Loin de moi la pensée de voir, dans ces dons, un apaisement donné à Pierre et à ses fidèles. Loin de moi de supposer qu’une plaie humaine, ou qu’une fissure dans la Hiérarchie, ont été améliorées par des cadeaux petits ou grands.
Nous sommes sur un autre plan : c'est le Seigneur, Auteur et Maître de toutes grâces qui, voyant leur Charité, leur a donné son Unité. C'est le Seigneur aux chemins imprévisibles : alors qu’à deux pas de Sa crèche cinquante hôteliers de Bethléem ignorent l'événement mondial de leur propre village, Il se plait à convoquer les Mages lointains et à les guider sur une route inattendue par une étoile ignorée des experts et des théoriciens.
Comme dans la forêt vierge, deux voyageurs, perdus en de longs détours. changent brusquement leur méthode pour trouver un autre chemin. Comme dans la recherche d'un problème, le physicien ou le chimiste, sans faire un seul instant table rase des résultats acquis, cherchent un autre processus pour trouver la solution, ainsi dans l'Évangile, nous voyons parfois le Seigneur diriger hors des chemins battus les équipes cherchant à aimer leur prochain.

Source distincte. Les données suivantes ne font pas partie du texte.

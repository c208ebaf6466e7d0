//! Named starting configurations
//!
//! Distances are given in multiples of `ScenarioConfig::au`, everything else
//! in SI units.

use crate::config::{PhysicsConfig, ScenarioConfig, TimeStepMode};
use crate::physics::components::{Body, BodyError};
use crate::physics::math::{Scalar, Vector};
use serde::{Deserialize, Serialize};
use std::fmt;
use std::str::FromStr;

pub const SOLAR_MASS: Scalar = 1.989e30;
pub const SECONDS_PER_YEAR: Scalar = 365.25 * 86_400.0;

/// Largest step count a configuration may ask for
pub const MAX_STEP_COUNT: usize = 100_000_000;

#[derive(Serialize, Deserialize, Clone, Copy, Debug, PartialEq, Eq, Hash)]
#[serde(rename_all = "snake_case")]
pub enum ScenarioPreset {
    /// A planet passing over two fixed stars
    BinaryStar,
    /// Two planets on close orbits around a single fixed star
    StarWithPlanets,
}

impl ScenarioPreset {
    pub const ALL: [ScenarioPreset; 2] = [ScenarioPreset::BinaryStar, ScenarioPreset::StarWithPlanets];

    pub fn name(&self) -> &'static str {
        match self {
            ScenarioPreset::BinaryStar => "binary_star",
            ScenarioPreset::StarWithPlanets => "star_with_planets",
        }
    }

    pub fn description(&self) -> &'static str {
        match self {
            ScenarioPreset::BinaryStar => "planet passing over two fixed stars 6 au apart",
            ScenarioPreset::StarWithPlanets => "two planets 0.01 au apart around one fixed star",
        }
    }

    /// How long the preset runs unless overridden
    pub fn default_years(&self) -> Scalar {
        match self {
            ScenarioPreset::BinaryStar => 10.0,
            ScenarioPreset::StarWithPlanets => 2.0,
        }
    }

    pub fn bodies(&self, au: Scalar) -> Result<Vec<Body>, BodyError> {
        match self {
            ScenarioPreset::BinaryStar => Ok(vec![
                Body::fixed("first star", Vector::new(-3.0 * au, 0.0), SOLAR_MASS)?,
                Body::fixed("second star", Vector::new(3.0 * au, 0.0), SOLAR_MASS)?,
                Body::free(
                    "first planet",
                    Vector::new(0.0, 5.0 * au),
                    4.8e24,
                    Vector::new(2e4, 0.0),
                )?,
            ]),
            ScenarioPreset::StarWithPlanets => Ok(vec![
                Body::fixed("first star", Vector::ZERO, SOLAR_MASS)?,
                Body::free(
                    "first planet",
                    Vector::new(0.0, 1.41 * au),
                    4.8e24,
                    Vector::new(1.3e4, 0.0),
                )?,
                Body::free(
                    "second planet",
                    Vector::new(0.0, 1.40 * au),
                    4.8e25,
                    Vector::new(1.3e4, 0.0),
                )?,
            ]),
        }
    }
}

impl fmt::Display for ScenarioPreset {
    fn fmt(&self, f: &mut fmt::Formatter<'_>) -> fmt::Result {
        f.write_str(self.name())
    }
}

impl FromStr for ScenarioPreset {
    type Err = String;

    fn from_str(name: &str) -> Result<Self, Self::Err> {
        Self::ALL
            .into_iter()
            .find(|preset| preset.name() == name)
            .ok_or_else(|| {
                let available: Vec<&str> = Self::ALL.iter().map(ScenarioPreset::name).collect();
                format!(
                    "Unknown scenario: '{}'. Available scenarios: {}",
                    name,
                    available.join(", ")
                )
            })
    }
}

impl ScenarioConfig {
    pub fn years(&self) -> Scalar {
        self.years.unwrap_or_else(|| self.preset.default_years())
    }

    pub fn bodies(&self) -> Result<Vec<Body>, BodyError> {
        self.preset.bodies(self.au)
    }

    /// Step count passed to `Simulation::run` for the configured duration
    ///
    /// With a fixed timestep this is one more than the number of
    /// `time_step`-second steps the duration needs, since `run` integrates
    /// `step_count - 1` times. In step-index mode it is
    /// `floor(years / step_index_tau)`, the count the reference runs used.
    /// Saturates instead of overflowing; `SimulationConfig::validate` rejects
    /// counts above `MAX_STEP_COUNT`.
    pub fn step_count(&self, physics: &PhysicsConfig) -> usize {
        // Float to int casts saturate
        self.nominal_step_count(physics) as usize
    }

    pub(crate) fn nominal_step_count(&self, physics: &PhysicsConfig) -> Scalar {
        match physics.time_step_mode {
            TimeStepMode::Fixed => {
                (self.years() * SECONDS_PER_YEAR / physics.time_step).ceil() + 1.0
            }
            TimeStepMode::StepIndex => (self.years() / self.step_index_tau).floor(),
        }
    }
}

Saint Luc, en son chapitre V, nous décrit l'assistance compacte des Pharisiens et des Docteurs de la Loi, arrivant de tous les bourgs : de Judée, de Galilée, de Jérusalem, pour entendre l'enseignement du Seigneur. Cette assistance était compacte et, tellement compacte, qu'elle rendait le Christ inaccessible, car elle obstruait et les portes et les fenêtres de la maison. Alors, voici des gens qui montent sur la terrasse, qui démolissent le toit et qui, par cet autre chemin inattendu, descendent leur paralytique au milieu de l'assistance, au pied même de Notre Seigneur Jésus.
Nous savons bien que ce paralytique fut guéri et aussi que ses péchés furent pardonnés, mais nous remarquons aussi que l'évangéliste donnant le motif de ce miracle, ne nous dit pas : « Voyant sa foi, Jésus leur dit », mais : « Voyant LEUR FOI ».
Ce qui a motivé ce miracle, ce n'est pas la demande du paralytique, c est le spectacle donné par la Foi de son entourage, poussant ces braves gens jusqu’à chercher, pour leur malade, un chemin nouveau. Voyant «leur» Foi.
Bien sûr, si les efforts charitables des uns et des autres réussissent, d'ici quelques années, à faire avancer, ne serait-ce que d'un seul pas, le problème de l'unité des chrétiens, il est bien entendu que ce résultat n’aura pas été gagné à coups de chiffres ou en raison du tonnage collecté. Il n'y a aucune commune mesure entre ce que l'humain peut offrir et ce que le Seigneur peut donner. Nous attendrons le résultat, non pas d'un total accumulé par les uns et les autres, mais uniquement, de la surabondance des grâces du Seigneur.
Nous sommes tous des fils prodigues. Dans nos chemins de retour vers l'Unité, nous savons bien que ce qui comptera, ce ne seront pas les miettes que nous apporterons, mais uniquement l'infinie charité du Seigneur, ayant finalement pitié de ses fils désunis qui auront essayé de s'aimer d'abord en frères.
Mgr Jean RODHAIN.
[1] TELEGRAMME A PROFESSEUR OSCAR CULLMANN - PARIS 8-3-58. REGRETTE EMPECHEMENT ASSISTER VOTRE CONFERENCE STOP MAIS J'APPLAUDIS AU PRINCIPE REHABILITATION NOTION CHARITE PAR RETOUR METHODES PAULINIENNES STOP PREPARATION FUTUR DIACONAT POUR AN DEUX MILLE SERA INAPPRECIABLE EN VUE CONVERGENCE VERS VERITABLE REGROUPEMENT UN SEUL TROUPEAU UN SEUL PASTEUR STOP SINCERES FELICITATIONS. JEAN RODHAIN.